10 Temmuz 2011 Pazar

ANAR"CHIC" : Franza Sozzani ve Steven Meisel İkilisi

Franca Sozzani, 1988’den bu yana modanın incili denen bir derginin, modanın otobüs dahi beklerken yaşandığı bir ülkedeki edisyonunun patroniçesi: VOGUE Italia’nın. Kreatif vizyonuyla hep farklı bir yerde konumlandırılan, tamamen İtalyanca olmasına rağmen yok satan tek VOGUE’un.



Steven Meisel, sayısız başarılı reklam kampanyası, editöryal ve moda fotoğrafçılığındaki “ilk”lerin yanısıra , 1988’den bu yana VOGUE ITALIA’nın her kapağına istisnasız imzasını atan adam. Aralıksız 24 yıldır heyecan uyandıran, provoke eden, protesto eden, şaşırtan kapaklar.



Sozzani VOGUE Italia’nın başına geçtiğinde bir dergiden çok bir katalogla karşı karşıya olduğunu düşünüyordu, sadece İtalyanların okuduğu ve İtalyan tasarımcıların göründüğü bir katalog. Ve Sozzani, ona uluslararası bir dergi niteliği kazandırmaya karar verdiğinde, İtalyanca pek de yaygın bir dil olmadığından, kelimelere gerek duymadan hikayeler anlatabilecek isimlere ihtiyaç duydu. Editörün sadece moda, stil ve trend değil; dünyayla ilgili, politikayla ilgili, olan bitenle ilgili söylemek istediklerini kelimeler unutulduğunda bile akıllara kazıyacak imajlara. Bu istek VOGUE Italia’yı, dünyanın önde gelen fotoğrafçılarının limitleri zorlamasına, çığır açacak işler çıkarmasına kısacası “uçmasına” izin verdiği bir özel platforma dönüştürdü. Ve Sozzani, pek sık rastlanmayacak yeni bir şey yarattı; politik, provokatif, kimi zaman anarşist duruşu olan mainstream bir “moda” dergisi. VOGUE Italia her zaman doğru kızı, doğru yerde, doğru fotoğrafçıyla en beklenmedik hallerde görüntüledikçe hem konuştu, hem konuşuldu.

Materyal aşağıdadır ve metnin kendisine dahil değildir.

fn build_matrix(log: &[CompatibilityData]) -> CompatibilityMatrix {
    let mods: IndexSet<&str> = log
        .iter()
        .flat_map(|record| [record.mod_a.as_str(), record.mod_b.as_str()])
        .collect();

    let mut matrix = CompatibilityMatrix {
        matrix: mods
            .iter()
            .map(|name| (name.to_string(), IndexMap::new()))
            .collect(),
        clusters: Vec::new(),
        rules: Vec::new(),
        last_updated: log.iter().map(|record| record.timestamp).max().unwrap_or(0),
        data_points: log.len(),
    };

    let mods: Vec<&str> = mods.into_iter().collect();
    for (i, mod_a) in mods.iter().enumerate() {
        for mod_b in &mods[i + 1..] {
            matrix.set_pair(mod_a, mod_b, score_pair(log, mod_a, mod_b));
        }
    }

    matrix.clusters = identify_clusters(&matrix);
    matrix.rules = extract_rules(log);
    matrix
}

/// Evidence-weighted score for one unordered pair
fn score_pair(log: &[CompatibilityData], mod_a: &str, mod_b: &str) -> CompatibilityScore {
    let relevant: Vec<&CompatibilityData> = log
        .iter()
        .filter(|record| record.concerns(mod_a, mod_b))
        .collect();
    let Some(first) = relevant.first() else {
        return default_score(mod_a, mod_b);
    };

    let mut weighted_score = 0.0;
    let mut total_weight = 0.0;
    for record in &relevant {
        let evidence = evidence_for(record, log);
        let weight = evidence.iter().map(|e| e.weight).sum::<f64>() / evidence.len() as f64;
        let direction = if record.compatible { 1.0 } else { -1.0 };
        weighted_score += direction * weight;
        total_weight += weight;
    }

    let score = if total_weight > 0.0 {
        (weighted_score / total_weight).clamp(-1.0, 1.0)
    } else {
        0.0
    };

    CompatibilityScore {
        score,
        confidence: (relevant.len() as f64 / FULL_CONFIDENCE_RECORDS).min(1.0),
        evidence: evidence_for(first, log),
        tested_versions: relevant
            .iter()
            .map(|record| format!("{}-{}", record.versions.mod_a, record.versions.mod_b))
            .collect(),
        last_tested: relevant.iter().map(|record| record.timestamp).max().unwrap_or(0),
    }
}

/// Heuristic score for a pair nobody has reported on
pub fn default_score(mod_a: &str, mod_b: &str) -> CompatibilityScore {
    let category_a = keywords::categorize(mod_a);
    let category_b = keywords::categorize(mod_b);

    let (score, confidence) = if keywords::is_enb(mod_a) && keywords::is_enb(mod_b) {
        (-0.8, 0.8)
    } else if category_a == ModCategory::Utility || category_b == ModCategory::Utility {
        (0.8, 0.4)
    } else if category_a == category_b && category_a != ModCategory::Other {
        // Same kind of content usually means the same records get edited
        (0.2, 0.3)
    } else {
        (0.5, 0.1)
    };

    CompatibilityScore {
        score,
        confidence,
        evidence: vec![CompatibilityEvidence {
            kind: CompatibilityEvidenceKind::PatternAnalysis,
            source: "default".to_string(),
            description: format!(
                "Default compatibility based on mod categories: {} + {}",
                category_a, category_b
            ),
            weight: confidence,
        }],
        tested_versions: Vec::new(),
        last_tested: 0,
    }
}

fn evidence_for(
    record: &CompatibilityData,
    log: &[CompatibilityData],
) -> Vec<CompatibilityEvidence> {
    let mut evidence = vec![CompatibilityEvidence {
        kind: CompatibilityEvidenceKind::UserReport,
        source: record.tested_by.clone(),
        description: format!(
            "{} and {} reported as {}",
            record.mod_a,
            record.mod_b,
            if record.compatible {
                "compatible"
            } else {
                "incompatible"
            }
        ),
        weight: 0.7,
    }];

    if !record.issues.is_empty() {
        evidence.push(CompatibilityEvidence {
            kind: CompatibilityEvidenceKind::UserReport,
            source: record.tested_by.clone(),
            description: format!("Issues reported: {}", record.issues.join(", ")),
            weight: 0.8,
        });
    }

    let similar = log
        .iter()
        .filter(|other| is_similar_record(other, record))
        .count();
    if similar > 0 {
        evidence.push(CompatibilityEvidence {
            kind: CompatibilityEvidenceKind::PatternAnalysis,
            source: "historical".to_string(),
            description: format!("Found {} similar compatibility patterns", similar),
            weight: (similar as f64 * 0.1).min(0.5),
        });
    }

    evidence
}

fn is_similar_record(candidate: &CompatibilityData, record: &CompatibilityData) -> bool {
    let same_category = |a: &str, b: &str| keywords::categorize(a) == keywords::categorize(b);
    let category_match = same_category(&candidate.mod_a, &record.mod_a)
        && same_category(&candidate.mod_b, &record.mod_b);
    let name_match = keywords::word_similarity(&candidate.mod_a, &record.mod_a) > 0.5
        && keywords::word_similarity(&candidate.mod_b, &record.mod_b) > 0.5;
    category_match || name_match
}

/// Greedy single pass: each unclustered mod pulls in its strong partners
fn identify_clusters(matrix: &CompatibilityMatrix) -> Vec<CompatibilityCluster> {
    let mut clusters = Vec::new();
    let mut processed: IndexSet<&str> = IndexSet::new();

    for (mod_a, row) in &matrix.matrix {
        if !processed.insert(mod_a.as_str()) {
            continue;
        }
        let mut members = vec![mod_a.clone()];
        for (mod_b, score) in row {
            if !processed.contains(mod_b.as_str())
                && score.score > CLUSTER_MIN_SCORE
                && score.confidence > CLUSTER_MIN_CONFIDENCE
            {
                processed.insert(mod_b.as_str());
                members.push(mod_b.clone());
            }
        }

        if members.len() > 1 {
            let compatibility = cluster_compatibility(matrix, &members);
            clusters.push(CompatibilityCluster {
                id: format!("cluster-{}", clusters.len() + 1),
                description: format!("Compatible mod cluster with {} mods", members.len()),
                mods: members,
                compatibility,
                recommended: compatibility > CLUSTER_RECOMMENDED,
            });
        }
    }

    clusters
}

fn cluster_compatibility(matrix: &CompatibilityMatrix, members: &[ModId]) -> f64 {
    let mut total = 0.0;
    let mut pairs = 0;
    for (i, mod_a) in members.iter().enumerate() {
        for mod_b in &members[i + 1..] {
            if let Some(score) = matrix.get(mod_a, mod_b) {
                total += score.score;
                pairs += 1;
            }
        }
    }
    if pairs == 0 { 0.0 } else { total / pairs as f64 }
}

İşte tam bu noktada Steven Meisel’ın farklılığı zirve yaptı! Meisel’in sosyal trendlere, politik durumlara, olaylara göre şekillendirip senaryolandırdığı moda editöryalleri Franca Sozzani’nin aradığı duruşa öyle cuk oturuyorduki, Meisel VOGUE Italia’dan kartblanşı kaptı.

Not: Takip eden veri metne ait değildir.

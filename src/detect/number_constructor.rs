//! Boxed-primitive constructor calls that should be `valueOf`.
//!
//! `new Integer(n)` always allocates; `Integer.valueOf(n)` serves small
//! values from the JVM's box cache. The score drops when the boxed
//! value is known to fall outside the cached range, since the rewrite
//! buys nothing there.

use phf::{phf_set, Set};

use crate::ast::{Const, ExprId, Operand, Operation};

use super::{Detector, MethodContext, WarningKind};

static NUMBER_WRAPPERS: Set<&'static str> = phf_set! {
    "Integer",
    "Long",
    "Short",
    "Byte",
    "Character",
};

pub struct NumberConstructor;

impl NumberConstructor {
    /// Boxed value, preferring the propagated constant over the
    /// syntactic operand.
    fn boxed_value(cx: &MethodContext<'_>, arg: ExprId) -> Option<i64> {
        let flowed = cx.flow.and_then(|f| f.value(arg).cloned());
        let constant = flowed.or_else(|| match &cx.body.expr(arg).operand {
            Some(Operand::Const(c)) => Some(c.clone()),
            _ => None,
        })?;
        match constant {
            Const::Int(v) => Some(i64::from(v)),
            Const::Long(v) => Some(v),
            _ => None,
        }
    }
}

impl Detector for NumberConstructor {
    fn name(&self) -> &'static str {
        "number-constructor"
    }

    fn kinds(&self) -> &'static [WarningKind] {
        &[WarningKind::NumberConstructor, WarningKind::BooleanConstructor]
    }

    fn check(&self, cx: &mut MethodContext<'_>) {
        for id in cx.body.expr_ids() {
            let expr = cx.body.expr(id);
            if expr.op != Operation::InitObject || expr.args.len() != 1 {
                continue;
            }
            let Some(ctor) = expr.method() else { continue };
            if ctor.owner.package() != "java.lang" {
                continue;
            }
            let simple = ctor.owner.simple_name().to_string();
            if simple == "Boolean" {
                cx.report(
                    WarningKind::BooleanConstructor,
                    0,
                    vec!["REPLACEMENT: Boolean.valueOf()".to_string()],
                );
                continue;
            }
            if !NUMBER_WRAPPERS.contains(simple.as_str()) {
                continue;
            }
            // Boxing that only ever feeds `assert` checks disappears
            // in production class files; not worth reporting.
            if cx.flow.is_some_and(|f| f.is_assertion(cx.body, id)) {
                continue;
            }
            let replacement = format!("REPLACEMENT: {simple}.valueOf()");
            match Self::boxed_value(cx, expr.args[0]) {
                Some(value) => {
                    let adjustment = if (-128..127).contains(&value) {
                        0
                    } else if simple == "Integer" {
                        15
                    } else {
                        35
                    };
                    cx.report(
                        WarningKind::NumberConstructor,
                        adjustment,
                        vec![format!("NUMBER: {value}"), replacement],
                    );
                }
                None => cx.report(WarningKind::NumberConstructor, 5, vec![replacement]),
            }
        }
    }
}

#[cfg(test)]
mod tests {
    use crate::analysis::{AnalysisOptions, NullStats};
    use crate::ast::{stmt, Block, MethodBuilder, MethodRef, TypeHierarchy, TypeName, VarId};
    use crate::flow::annotate;

    use super::*;

    fn ctor(owner: &str) -> MethodRef {
        MethodRef {
            owner: TypeName::new(owner),
            name: "<init>".into(),
            descriptor: "(I)V".into(),
        }
    }

    fn check(body: &mut crate::ast::MethodBody) -> Vec<super::super::Warning> {
        let flow = annotate(&AnalysisOptions::default(), body, &NullStats);
        let types = TypeHierarchy::new();
        let mut cx = MethodContext::new("com.example.Widget", body, flow.as_ref(), &types);
        NumberConstructor.check(&mut cx);
        cx.into_warnings()
    }

    #[test]
    fn test_cached_range_box_scores_full() {
        let mut b = MethodBuilder::new("m");
        let x = VarId(0);
        let small = b.const_int(42);
        let boxed = b.init_object(ctor("java.lang.Integer"), vec![small]);
        let hold = b.store(x, boxed);
        let ret = b.ret_void();
        let mut body = b.finish(Block::new(vec![stmt(hold), stmt(ret)]));

        let warnings = check(&mut body);
        assert_eq!(warnings.len(), 1);
        assert_eq!(warnings[0].kind, WarningKind::NumberConstructor);
        assert_eq!(warnings[0].score, 45);
        assert!(warnings[0].notes.contains(&"NUMBER: 42".to_string()));
    }

    #[test]
    fn test_value_outside_cache_scores_lower() {
        let mut b = MethodBuilder::new("m");
        let x = VarId(0);
        let big = b.const_int(100_000);
        let boxed = b.init_object(ctor("java.lang.Integer"), vec![big]);
        let hold = b.store(x, boxed);
        let ret = b.ret_void();
        let mut body = b.finish(Block::new(vec![stmt(hold), stmt(ret)]));

        let warnings = check(&mut body);
        assert_eq!(warnings[0].score, 30);
    }

    #[test]
    fn test_constant_found_through_local_variable() {
        // int n = 40000; new Long(n)
        let mut b = MethodBuilder::new("m");
        let n = VarId(0);
        let x = VarId(1);
        let value = b.const_int(40_000);
        let assign = b.store(n, value);
        let read = b.load(n);
        let boxed = b.init_object(ctor("java.lang.Long"), vec![read]);
        let hold = b.store(x, boxed);
        let ret = b.ret_void();
        let mut body = b.finish(Block::new(vec![stmt(assign), stmt(hold), stmt(ret)]));

        let warnings = check(&mut body);
        assert_eq!(warnings[0].score, 45 - 35);
        assert!(warnings[0].notes.contains(&"NUMBER: 40000".to_string()));
    }

    #[test]
    fn test_boolean_constructor_is_its_own_kind() {
        let mut b = MethodBuilder::new("m");
        let x = VarId(0);
        let flag = b.const_int(1);
        let boxed = b.init_object(ctor("java.lang.Boolean"), vec![flag]);
        let hold = b.store(x, boxed);
        let ret = b.ret_void();
        let mut body = b.finish(Block::new(vec![stmt(hold), stmt(ret)]));

        let warnings = check(&mut body);
        assert_eq!(warnings[0].kind, WarningKind::BooleanConstructor);
        assert_eq!(warnings[0].score, 55);
    }

    #[test]
    fn test_unrelated_constructor_ignored() {
        let mut b = MethodBuilder::new("m");
        let x = VarId(0);
        let arg = b.const_int(5);
        let boxed = b.init_object(ctor("com.example.Integer"), vec![arg]);
        let hold = b.store(x, boxed);
        let ret = b.ret_void();
        let mut body = b.finish(Block::new(vec![stmt(hold), stmt(ret)]));

        assert!(check(&mut body).is_empty());
    }
}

Bugün hala bu ikilinin moda dünyasının pırıltılı illüzyonları içinde kimsenin kolay kolay cesaret edemeyeceği işleri insanları bölmeye, bir dolu övgünün yanında bir dolu sövmeye, sansasyon yaratmaya ve en önemlisi de “çok sattır”maya devam ediyor. VOGUE Italia, moda dergisi okurken düşünmek istemeyeceğin şeyleri düşündürmeye, karşılaşmak istemediklerini gözüne sokmaya, unutmaya çalıştıklarını ansızın hatırlatmaya hazır bekliyor. Sozzani, bir gün blogunda dergisini pek tabii bu provokatif kapakların sattırdığını açıkça söylüyor, ve ekliyor, “Bu sebeple VOGUE Italia başka hiç bir şeye benzemiyor, risk almakta herkesten farklı olduğu için.”.

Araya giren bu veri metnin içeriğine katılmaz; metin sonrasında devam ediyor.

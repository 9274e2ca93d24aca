//! Per-method value-flow engine.
//!
//! For every expression of a decompiled method body this pass works out
//! which earlier expression(s) produced the value it consumes, merging
//! provenance across branches, switches and loops, and propagating
//! constants along the way. Detectors use the resulting annotations to
//! see through local-variable reuse and compiler-introduced flags
//! instead of pattern-matching raw trees.
//!
//! The engine is strictly intraprocedural and best-effort: on any
//! construct it does not understand (labeled jumps, real try/catch,
//! diverging loop fixpoints) it abandons the whole method and reports
//! no flow data at all. Callers must treat an absent [`MethodFlow`] as
//! a normal, frequent outcome.
//!
//! Annotations live in side tables keyed by expression id, never on the
//! tree itself; abandoning a method discards the tables wholesale, so a
//! failed pass can never leave a stale annotation behind.

mod backlinks;
mod frame;
mod query;
mod walker;

use std::collections::HashMap;

use thiserror::Error;

use crate::analysis::{AnalysisOptions, StatsSink};
use crate::ast::{ClosureId, Const, ExprId, Expression, MethodBody, Operand, Operation, VarId};

pub use frame::Frame;

/// Why the engine abandoned a method.
///
/// Aborts are expected outcomes, not user-facing errors; they surface
/// to callers only as "no flow data".
#[derive(Debug, Clone, Copy, PartialEq, Eq, Error)]
pub enum FlowAbort {
    #[error("unsupported construct: {0}")]
    Unsupported(&'static str),
    #[error("loop failed to stabilize within the iteration cap")]
    Diverged,
}

/// Identifier of a synthetic phi source inside one [`FlowData`].
#[derive(Debug, Clone, Copy, PartialEq, Eq, Hash, PartialOrd, Ord)]
pub struct PhiId(pub u32);

impl PhiId {
    pub fn index(self) -> usize {
        self.0 as usize
    }
}

/// Resolved origin of a value: either a real tree expression or a phi
/// join over several candidate origins.
///
/// Phi sources are analysis-internal; they never appear in the tree and
/// are only reachable through the query API.
#[derive(Debug, Clone, Copy, PartialEq, Eq, Hash)]
pub enum SourceRef {
    Expr(ExprId),
    Phi(PhiId),
}

/// Propagated value of an expression.
///
/// `Unknown` means "evaluated, deliberately not a constant" and is
/// distinct from a missing entry ("never evaluated"). The query layer
/// exposes neither; both come back as `None`.
#[derive(Debug, Clone, PartialEq)]
pub enum Val {
    Unknown,
    Const(Const),
}

/// Side tables holding every annotation one analysis run produces.
#[derive(Debug, Default)]
pub struct FlowData {
    pub(crate) sources: HashMap<ExprId, SourceRef>,
    pub(crate) values: HashMap<ExprId, Val>,
    pub(crate) consumers: HashMap<ExprId, Vec<ExprId>>,
    phis: Vec<Vec<ExprId>>,
    phi_index: HashMap<Vec<ExprId>, PhiId>,
}

impl FlowData {
    /// Resolved source of an expression, the expression itself if the
    /// pass recorded nothing for it.
    pub fn source_of(&self, id: ExprId) -> SourceRef {
        self.sources.get(&id).copied().unwrap_or(SourceRef::Expr(id))
    }

    /// Flattened non-phi origins of a phi source.
    pub fn phi_origins(&self, id: PhiId) -> &[ExprId] {
        &self.phis[id.index()]
    }

    pub(crate) fn value_of(&self, id: ExprId) -> Val {
        self.values.get(&id).cloned().unwrap_or(Val::Unknown)
    }

    pub(crate) fn add_consumer(&mut self, of: ExprId, consumer: ExprId) {
        let list = self.consumers.entry(of).or_default();
        if !list.contains(&consumer) {
            list.push(consumer);
        }
    }

    /// Record a load against every origin it may read from.
    pub(crate) fn add_read(&mut self, src: SourceRef, load: ExprId) {
        match src {
            SourceRef::Expr(e) => self.add_consumer(e, load),
            SourceRef::Phi(p) => {
                let origins = self.phis[p.index()].clone();
                for origin in origins {
                    self.add_consumer(origin, load);
                }
            }
        }
    }

    pub(crate) fn origins_of(&self, src: SourceRef) -> Vec<ExprId> {
        match src {
            SourceRef::Expr(e) => vec![e],
            SourceRef::Phi(p) => self.phis[p.index()].clone(),
        }
    }

    /// Canonical phi over a sorted, deduplicated origin set. A single
    /// origin collapses back to a plain source. Interning keeps phi
    /// identity stable, which makes frame equality a plain comparison.
    pub(crate) fn phi_over(&mut self, origins: Vec<ExprId>) -> SourceRef {
        debug_assert!(origins.windows(2).all(|w| w[0] < w[1]));
        if origins.len() == 1 {
            return SourceRef::Expr(origins[0]);
        }
        if let Some(&id) = self.phi_index.get(&origins) {
            return SourceRef::Phi(id);
        }
        let id = PhiId(self.phis.len() as u32);
        self.phis.push(origins.clone());
        self.phi_index.insert(origins, id);
        SourceRef::Phi(id)
    }

    /// Pointwise join of two sources. Nested phis are flattened so a
    /// phi never contains another phi as a direct child.
    pub(crate) fn merge_sources(&mut self, a: SourceRef, b: SourceRef) -> SourceRef {
        if a == b {
            return a;
        }
        let mut origins = self.origins_of(a);
        origins.extend(self.origins_of(b));
        origins.sort_unstable();
        origins.dedup();
        self.phi_over(origins)
    }

    /// Value seen through a source: a phi is constant only when every
    /// origin agrees on the same constant.
    pub(crate) fn merged_value(&self, src: SourceRef) -> Val {
        match src {
            SourceRef::Expr(e) => self.value_of(e),
            SourceRef::Phi(p) => {
                let mut common: Option<Const> = None;
                for &origin in &self.phis[p.index()] {
                    match self.value_of(origin) {
                        Val::Const(c) => match &common {
                            None => common = Some(c),
                            Some(prev) if *prev == c => {}
                            Some(_) => return Val::Unknown,
                        },
                        Val::Unknown => return Val::Unknown,
                    }
                }
                common.map_or(Val::Unknown, Val::Const)
            }
        }
    }
}

/// Traversal state threaded through the frame walker.
pub(crate) struct FlowCx<'a> {
    pub body: &'a MethodBody,
    pub data: &'a mut FlowData,
    /// Frame valid at each closure's declaration point, recorded when
    /// the walker reaches its `Bind` expression.
    pub captures: &'a mut HashMap<ClosureId, Frame>,
    pub options: &'a AnalysisOptions,
    pub stats: &'a dyn StatsSink,
}

/// The annotated result of a successful pass over one method.
#[derive(Debug)]
pub struct MethodFlow {
    data: FlowData,
    params: Vec<ExprId>,
}

impl MethodFlow {
    /// Synthetic definitions representing the method's incoming
    /// parameters. A load whose source is one of these reads the
    /// original, never-reassigned parameter value.
    pub fn params(&self) -> &[ExprId] {
        &self.params
    }
}

#[derive(Debug, Clone, Copy)]
enum Scope {
    Method,
    Closure(ClosureId),
}

/// Annotate one method body, including every closure nested inside it.
///
/// Returns `None` when any scope hit an unsupported construct or a
/// diverging loop; in that case no annotation survives. Counters:
/// `flow.total` per analyzed scope, `flow.success` per fully annotated
/// scope, `loop.diverged` per abandoned fixpoint.
pub fn annotate(
    options: &AnalysisOptions,
    body: &mut MethodBody,
    stats: &dyn StatsSink,
) -> Option<MethodFlow> {
    let mut data = FlowData::default();
    let mut captures = HashMap::new();
    match annotate_scope(
        options,
        body,
        &mut data,
        &mut captures,
        stats,
        Scope::Method,
        None,
    ) {
        Ok(params) => Some(MethodFlow { data, params }),
        Err(_) => None,
    }
}

fn scope_block(body: &MethodBody, scope: Scope) -> &crate::ast::Block {
    match scope {
        Scope::Method => &body.root,
        Scope::Closure(c) => &body.closure(c).body,
    }
}

fn annotate_scope(
    options: &AnalysisOptions,
    body: &mut MethodBody,
    data: &mut FlowData,
    captures: &mut HashMap<ClosureId, Frame>,
    stats: &dyn StatsSink,
    scope: Scope,
    seed: Option<Frame>,
) -> Result<Vec<ExprId>, FlowAbort> {
    stats.increment("flow.total");

    let closures = backlinks::build(body, scope_block(body, scope), data);

    // Seed the frame: the enclosing frame at the capture point for a
    // closure, then a fresh synthetic definition per parameter.
    let mut frame = seed.unwrap_or_default();
    let param_vars: Vec<VarId> = match scope {
        Scope::Method => body.params.clone(),
        Scope::Closure(c) => body.closure(c).params.clone(),
    };
    let mut param_ids = Vec::with_capacity(param_vars.len());
    for var in param_vars {
        let id = body.push_expr(Expression {
            op: Operation::ParamDef,
            args: vec![],
            operand: Some(Operand::Variable(var)),
            ty: None,
        });
        frame.bind(var, SourceRef::Expr(id));
        param_ids.push(id);
    }

    {
        let mut cx = FlowCx {
            body,
            data,
            captures,
            options,
            stats,
        };
        let block = scope_block(cx.body, scope);
        walker::FrameSet::new(frame).process(&mut cx, block)?;
    }

    // Closures are analyzed sequentially: each needs the frame the
    // walker captured at its declaration point. A closure in dead code
    // is never captured and starts from its parameters alone.
    let mut result = Ok(());
    for closure in closures {
        let seed = captures.remove(&closure);
        let nested = annotate_scope(
            options,
            body,
            data,
            captures,
            stats,
            Scope::Closure(closure),
            seed,
        );
        if let Err(abort) = nested {
            if result.is_ok() {
                result = Err(abort);
            }
        }
    }
    result?;

    stats.increment("flow.success");
    Ok(param_ids)
}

Blogu sayesinde vakıf olduğumuz kişisel görüşlerinde bir çok ünlü fotoğrafçıyı fazla nudist olduğu için teşhirci ve çöplükten farksız bulan, insanların kaba ve çirkin olana düşkünlüklerine anlam veremediğini söyleyen, kişisel stil bloglarını soğuk algınlığı gibi bulaşıcı bir hastalığa(!) benzeten, Jersey Shore’un İtalya’ya gelişini yerden yere vuran, birinde konuk jüri olmasına rağmen televizyonlardaki moda programlarını aşırı sıkıcı bulan bu özünde tutucu bile sayılabilecek İtalyan eliti kadın, söz konusu dergisi olduğunda Steven Meisel’le uçurumun dibine kadar gidip, protestin hakkını verebiliyor.



Özellikle Amerikan politikaları ve Amerika etkisinde oluşan sosyal trendleri objektif altına yatırmayı seven ikili, bir moda dergisinden beklenmeyecek iğnelemeyi yüksek moda markaları, tasarımcı parçaları, topuklu ayakkabılar, paha biçilmez mücevherler arasından yaratıyor. Franca Sozzani , “Amerika’ya her gidiş gelişimde ilhamla doluyorum” derkenki ince alaycılığını Steven Meisel’in karelerine teslim ediyor. Örnekleri mi?



The State of Emergency 11 Eylül’ün 5. yıldönümünde, Bush yönetimin abartılı güvenlik önlemleriyle yarattığı korku toplumu ve polis devletini , terör şüphesiyle zorla arabasından sürüklenen, kafasına silah dayanan, zor kullanarak göz altına alınan, polisten şiddet gören, kelepçelenip tutuklanan, güvenlik sebebiyle havalanında çırılçıplak soyulan, mahrem yerlerine kadar aranan Hillary Rhoda ve Iselin Steiro’lu fotoğraflarla anlattığı editöryal hem sert eleştirileri hem “helal olsun”ları eşit derecede alıyordu. Politik dergiler dahil kimsenin bu derecede kanlı canlı yapamayacağını dünyanın süper gücünün gözüne bir moda dergisi sokuyordu.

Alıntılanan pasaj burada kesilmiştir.